_Task_. The answer must be every line below that holds the word "timestamps".

[Saved entries]
_ _ _ _ _ _ _
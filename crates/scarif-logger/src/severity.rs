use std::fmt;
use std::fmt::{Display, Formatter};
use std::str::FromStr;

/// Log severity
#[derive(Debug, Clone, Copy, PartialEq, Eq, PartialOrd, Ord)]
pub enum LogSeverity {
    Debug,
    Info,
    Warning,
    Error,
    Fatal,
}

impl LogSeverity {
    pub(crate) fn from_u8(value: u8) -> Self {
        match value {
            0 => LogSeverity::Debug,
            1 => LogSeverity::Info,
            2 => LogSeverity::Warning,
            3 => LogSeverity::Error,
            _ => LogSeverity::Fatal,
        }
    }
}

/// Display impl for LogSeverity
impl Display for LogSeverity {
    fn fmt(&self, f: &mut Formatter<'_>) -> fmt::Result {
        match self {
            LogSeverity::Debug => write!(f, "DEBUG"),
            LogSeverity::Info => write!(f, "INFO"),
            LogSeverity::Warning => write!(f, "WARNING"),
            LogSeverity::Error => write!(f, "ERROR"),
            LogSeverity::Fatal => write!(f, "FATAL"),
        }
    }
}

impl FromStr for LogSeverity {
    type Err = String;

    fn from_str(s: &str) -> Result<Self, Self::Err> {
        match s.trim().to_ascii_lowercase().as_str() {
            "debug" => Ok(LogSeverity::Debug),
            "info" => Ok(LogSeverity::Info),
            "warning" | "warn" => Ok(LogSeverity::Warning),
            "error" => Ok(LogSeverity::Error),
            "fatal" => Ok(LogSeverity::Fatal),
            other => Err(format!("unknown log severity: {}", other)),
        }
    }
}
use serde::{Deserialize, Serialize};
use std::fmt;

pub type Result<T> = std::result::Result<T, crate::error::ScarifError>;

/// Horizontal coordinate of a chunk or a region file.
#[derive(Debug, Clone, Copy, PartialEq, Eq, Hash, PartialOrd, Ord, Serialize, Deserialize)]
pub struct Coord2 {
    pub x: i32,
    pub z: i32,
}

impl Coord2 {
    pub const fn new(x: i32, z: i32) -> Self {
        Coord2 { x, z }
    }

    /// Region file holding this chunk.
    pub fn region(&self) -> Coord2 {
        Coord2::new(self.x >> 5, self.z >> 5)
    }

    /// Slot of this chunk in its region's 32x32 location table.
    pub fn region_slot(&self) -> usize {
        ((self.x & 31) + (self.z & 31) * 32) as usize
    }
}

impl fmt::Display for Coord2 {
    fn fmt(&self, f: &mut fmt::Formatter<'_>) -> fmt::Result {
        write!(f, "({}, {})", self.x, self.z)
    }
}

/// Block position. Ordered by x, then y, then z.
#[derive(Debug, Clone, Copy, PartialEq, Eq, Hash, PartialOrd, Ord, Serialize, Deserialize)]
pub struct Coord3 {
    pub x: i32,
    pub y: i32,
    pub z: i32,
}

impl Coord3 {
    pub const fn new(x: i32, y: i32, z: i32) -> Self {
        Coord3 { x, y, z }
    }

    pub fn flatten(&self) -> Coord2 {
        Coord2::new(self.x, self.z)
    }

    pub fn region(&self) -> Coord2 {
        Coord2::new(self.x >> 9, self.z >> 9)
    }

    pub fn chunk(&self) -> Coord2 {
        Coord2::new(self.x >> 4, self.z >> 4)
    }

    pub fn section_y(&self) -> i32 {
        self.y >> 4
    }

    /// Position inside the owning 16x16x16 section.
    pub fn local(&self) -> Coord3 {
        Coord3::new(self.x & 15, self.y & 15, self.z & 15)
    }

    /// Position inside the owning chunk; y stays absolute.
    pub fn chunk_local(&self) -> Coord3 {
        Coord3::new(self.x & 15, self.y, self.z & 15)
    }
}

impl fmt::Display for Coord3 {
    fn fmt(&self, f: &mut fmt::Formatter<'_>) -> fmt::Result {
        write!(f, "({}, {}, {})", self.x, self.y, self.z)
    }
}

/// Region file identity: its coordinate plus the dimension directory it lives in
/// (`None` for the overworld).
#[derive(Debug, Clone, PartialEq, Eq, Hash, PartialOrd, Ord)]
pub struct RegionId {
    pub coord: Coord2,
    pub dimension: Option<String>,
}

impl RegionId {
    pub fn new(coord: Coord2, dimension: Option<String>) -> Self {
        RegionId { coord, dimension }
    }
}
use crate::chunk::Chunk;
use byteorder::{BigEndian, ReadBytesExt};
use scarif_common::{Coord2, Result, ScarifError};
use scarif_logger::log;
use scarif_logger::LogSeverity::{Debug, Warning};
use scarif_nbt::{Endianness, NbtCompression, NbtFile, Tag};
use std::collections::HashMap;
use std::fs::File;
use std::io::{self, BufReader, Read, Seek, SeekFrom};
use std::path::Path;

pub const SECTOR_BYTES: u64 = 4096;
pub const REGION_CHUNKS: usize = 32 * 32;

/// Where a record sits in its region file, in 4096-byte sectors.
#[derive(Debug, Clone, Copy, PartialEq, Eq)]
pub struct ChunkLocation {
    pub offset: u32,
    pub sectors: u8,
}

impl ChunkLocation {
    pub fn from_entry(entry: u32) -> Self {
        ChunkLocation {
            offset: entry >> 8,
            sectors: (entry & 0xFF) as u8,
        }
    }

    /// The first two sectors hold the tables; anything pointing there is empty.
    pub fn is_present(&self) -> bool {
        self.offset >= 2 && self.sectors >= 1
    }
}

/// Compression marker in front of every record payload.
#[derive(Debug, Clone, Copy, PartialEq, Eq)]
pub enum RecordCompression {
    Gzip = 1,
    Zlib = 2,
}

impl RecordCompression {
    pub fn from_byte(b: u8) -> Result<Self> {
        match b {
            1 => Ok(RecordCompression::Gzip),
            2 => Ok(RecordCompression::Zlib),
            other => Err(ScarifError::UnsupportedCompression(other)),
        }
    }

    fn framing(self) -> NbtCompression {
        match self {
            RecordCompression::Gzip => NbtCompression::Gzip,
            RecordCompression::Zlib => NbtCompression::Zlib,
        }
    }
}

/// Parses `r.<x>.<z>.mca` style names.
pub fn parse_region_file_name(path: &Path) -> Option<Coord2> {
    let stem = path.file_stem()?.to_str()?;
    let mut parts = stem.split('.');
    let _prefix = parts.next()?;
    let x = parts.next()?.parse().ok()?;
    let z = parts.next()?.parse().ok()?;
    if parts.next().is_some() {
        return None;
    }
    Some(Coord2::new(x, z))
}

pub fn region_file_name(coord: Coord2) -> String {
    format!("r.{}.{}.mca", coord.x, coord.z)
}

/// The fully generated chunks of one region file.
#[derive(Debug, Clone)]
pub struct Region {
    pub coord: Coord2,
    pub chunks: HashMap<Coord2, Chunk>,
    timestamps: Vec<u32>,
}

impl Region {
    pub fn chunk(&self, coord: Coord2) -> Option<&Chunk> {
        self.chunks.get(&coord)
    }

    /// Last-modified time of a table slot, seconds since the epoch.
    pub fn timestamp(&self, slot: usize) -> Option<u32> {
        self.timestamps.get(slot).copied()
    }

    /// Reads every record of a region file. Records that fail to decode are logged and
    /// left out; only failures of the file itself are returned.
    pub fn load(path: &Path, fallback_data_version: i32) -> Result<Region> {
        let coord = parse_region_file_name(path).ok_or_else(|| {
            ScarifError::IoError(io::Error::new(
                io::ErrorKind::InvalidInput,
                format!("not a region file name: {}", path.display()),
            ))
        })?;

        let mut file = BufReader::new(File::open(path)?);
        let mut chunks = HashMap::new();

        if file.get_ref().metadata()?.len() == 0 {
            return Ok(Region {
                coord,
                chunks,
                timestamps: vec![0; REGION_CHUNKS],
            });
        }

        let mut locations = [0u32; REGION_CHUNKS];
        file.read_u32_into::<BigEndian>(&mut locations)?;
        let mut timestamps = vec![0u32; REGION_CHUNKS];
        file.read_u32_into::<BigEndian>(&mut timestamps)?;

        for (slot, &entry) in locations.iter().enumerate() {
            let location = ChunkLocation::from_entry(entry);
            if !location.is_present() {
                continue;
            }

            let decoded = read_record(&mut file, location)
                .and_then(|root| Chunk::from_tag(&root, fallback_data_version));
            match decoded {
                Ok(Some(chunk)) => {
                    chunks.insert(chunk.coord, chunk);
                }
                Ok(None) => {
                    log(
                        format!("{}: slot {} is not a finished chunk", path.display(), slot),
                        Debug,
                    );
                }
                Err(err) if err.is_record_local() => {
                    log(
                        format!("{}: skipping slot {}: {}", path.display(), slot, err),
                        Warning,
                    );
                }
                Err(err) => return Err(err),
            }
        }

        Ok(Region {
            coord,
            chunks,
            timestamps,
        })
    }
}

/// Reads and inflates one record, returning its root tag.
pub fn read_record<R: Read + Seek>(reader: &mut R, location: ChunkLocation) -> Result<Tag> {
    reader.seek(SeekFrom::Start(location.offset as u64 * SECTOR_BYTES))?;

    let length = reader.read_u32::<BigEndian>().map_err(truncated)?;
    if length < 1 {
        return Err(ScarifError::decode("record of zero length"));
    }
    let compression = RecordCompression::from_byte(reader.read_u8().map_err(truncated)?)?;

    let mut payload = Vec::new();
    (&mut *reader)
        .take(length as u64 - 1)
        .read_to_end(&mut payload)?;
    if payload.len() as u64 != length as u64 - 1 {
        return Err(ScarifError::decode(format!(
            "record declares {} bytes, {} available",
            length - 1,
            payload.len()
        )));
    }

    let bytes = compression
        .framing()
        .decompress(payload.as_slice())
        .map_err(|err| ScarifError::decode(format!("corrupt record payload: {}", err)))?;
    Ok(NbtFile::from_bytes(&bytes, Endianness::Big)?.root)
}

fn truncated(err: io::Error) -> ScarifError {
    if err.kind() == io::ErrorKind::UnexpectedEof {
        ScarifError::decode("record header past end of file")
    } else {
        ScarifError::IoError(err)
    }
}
_ _ _ _ _ _ _
_Written response_.
    timestamps: Vec<u32>,
        self.timestamps.get(slot).copied()
                timestamps: vec![0; REGION_CHUNKS],
        let mut timestamps = vec![0u32; REGION_CHUNKS];
        file.read_u32_into::<BigEndian>(&mut timestamps)?;
            timestamps,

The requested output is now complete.